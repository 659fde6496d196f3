// Copyright 2024 OctoFHIR Team
//
// Licensed under the Apache License, Version 2.0 (the "License");
// you may not use this file except in compliance with the License.
// You may obtain a copy of the License at
//
//     http://www.apache.org/licenses/LICENSE-2.0
//
// Unless required by applicable law or agreed to in writing, software
// distributed under the License is distributed on an "AS IS" BASIS,
// WITHOUT WARRANTIES OR CONDITIONS OF ANY KIND, either express or implied.
// See the License for the specific language governing permissions and
// limitations under the License.

//! Collection construction capability
//!
//! Grouping and group joins build sub-collections. The factory lets those
//! results mirror the concrete flavor of the query source without the
//! sequence engine knowing about concrete collection types.

use std::fmt;
use std::sync::Arc;

use super::ordered_map::OrderedMap;
use super::value::{Entry, Value};

/// Builds a collection value of the same flavor as a source
pub trait CollectionFactory: fmt::Debug + Send + Sync {
    /// Construct a new collection holding `elements`
    fn construct_like(&self, elements: Vec<Entry>) -> Value;
}

/// Builds plain arrays
#[derive(Debug, Clone, Copy, Default)]
pub struct ArrayFactory;

impl CollectionFactory for ArrayFactory {
    fn construct_like(&self, elements: Vec<Entry>) -> Value {
        Value::array(OrderedMap::from_entries(elements))
    }
}

/// Builds objects of a fixed class whose properties are the elements
#[derive(Debug, Clone)]
pub struct ObjectFactory {
    class: String,
}

impl ObjectFactory {
    /// Create a factory for the given class
    pub fn new(class: impl Into<String>) -> Self {
        Self {
            class: class.into(),
        }
    }
}

impl CollectionFactory for ObjectFactory {
    fn construct_like(&self, elements: Vec<Entry>) -> Value {
        Value::object(self.class.clone(), OrderedMap::from_entries(elements))
    }
}

/// Pick the factory that mirrors a source instance
pub fn factory_for(source: &Value) -> Arc<dyn CollectionFactory> {
    match source {
        Value::Object(object) => Arc::new(ObjectFactory::new(object.class.clone())),
        _ => Arc::new(ArrayFactory),
    }
}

--- Exercise brief ---
Give the full listing above again, exactly as it was presented.

--- Response ---
repository 659fde6496d196f3
// Copyright 2024 OctoFHIR Team
//
// Licensed under the Apache License, Version 2.0 (the "License");
// you may not use this file except in compliance with the License.
// You may obtain a copy of the License at
//
//     http://www.apache.org/licenses/LICENSE-2.0
//
// Unless required by applicable law or agreed to in writing, software
// distributed under the License is distributed on an "AS IS" BASIS,
// WITHOUT WARRANTIES OR CONDITIONS OF ANY KIND, either express or implied.
// See the License for the specific language governing permissions and
// limitations under the License.

//! Collection construction capability
//!
//! Grouping and group joins build sub-collections. The factory lets those
//! results mirror the concrete flavor of the query source without the
//! sequence engine knowing about concrete collection types.

use std::fmt;
use std::sync::Arc;

use super::ordered_map::OrderedMap;
use super::value::{Entry, Value};

/// Builds a collection value of the same flavor as a source
pub trait CollectionFactory: fmt::Debug + Send + Sync {
    /// Construct a new collection holding `elements`
    fn construct_like(&self, elements: Vec<Entry>) -> Value;
}

/// Builds plain arrays
#[derive(Debug, Clone, Copy, Default)]
pub struct ArrayFactory;

impl CollectionFactory for ArrayFactory {
    fn construct_like(&self, elements: Vec<Entry>) -> Value {
        Value::array(OrderedMap::from_entries(elements))
    }
}

/// Builds objects of a fixed class whose properties are the elements
#[derive(Debug, Clone)]
pub struct ObjectFactory {
    class: String,
}

impl ObjectFactory {
    /// Create a factory for the given class
    pub fn new(class: impl Into<String>) -> Self {
        Self {
            class: class.into(),
        }
    }
}

impl CollectionFactory for ObjectFactory {
    fn construct_like(&self, elements: Vec<Entry>) -> Value {
        Value::object(self.class.clone(), OrderedMap::from_entries(elements))
    }
}

/// Pick the factory that mirrors a source instance
pub fn factory_for(source: &Value) -> Arc<dyn CollectionFactory> {
    match source {
        Value::Object(object) => Arc::new(ObjectFactory::new(object.class.clone())),
        _ => Arc::new(ArrayFactory),
    }
}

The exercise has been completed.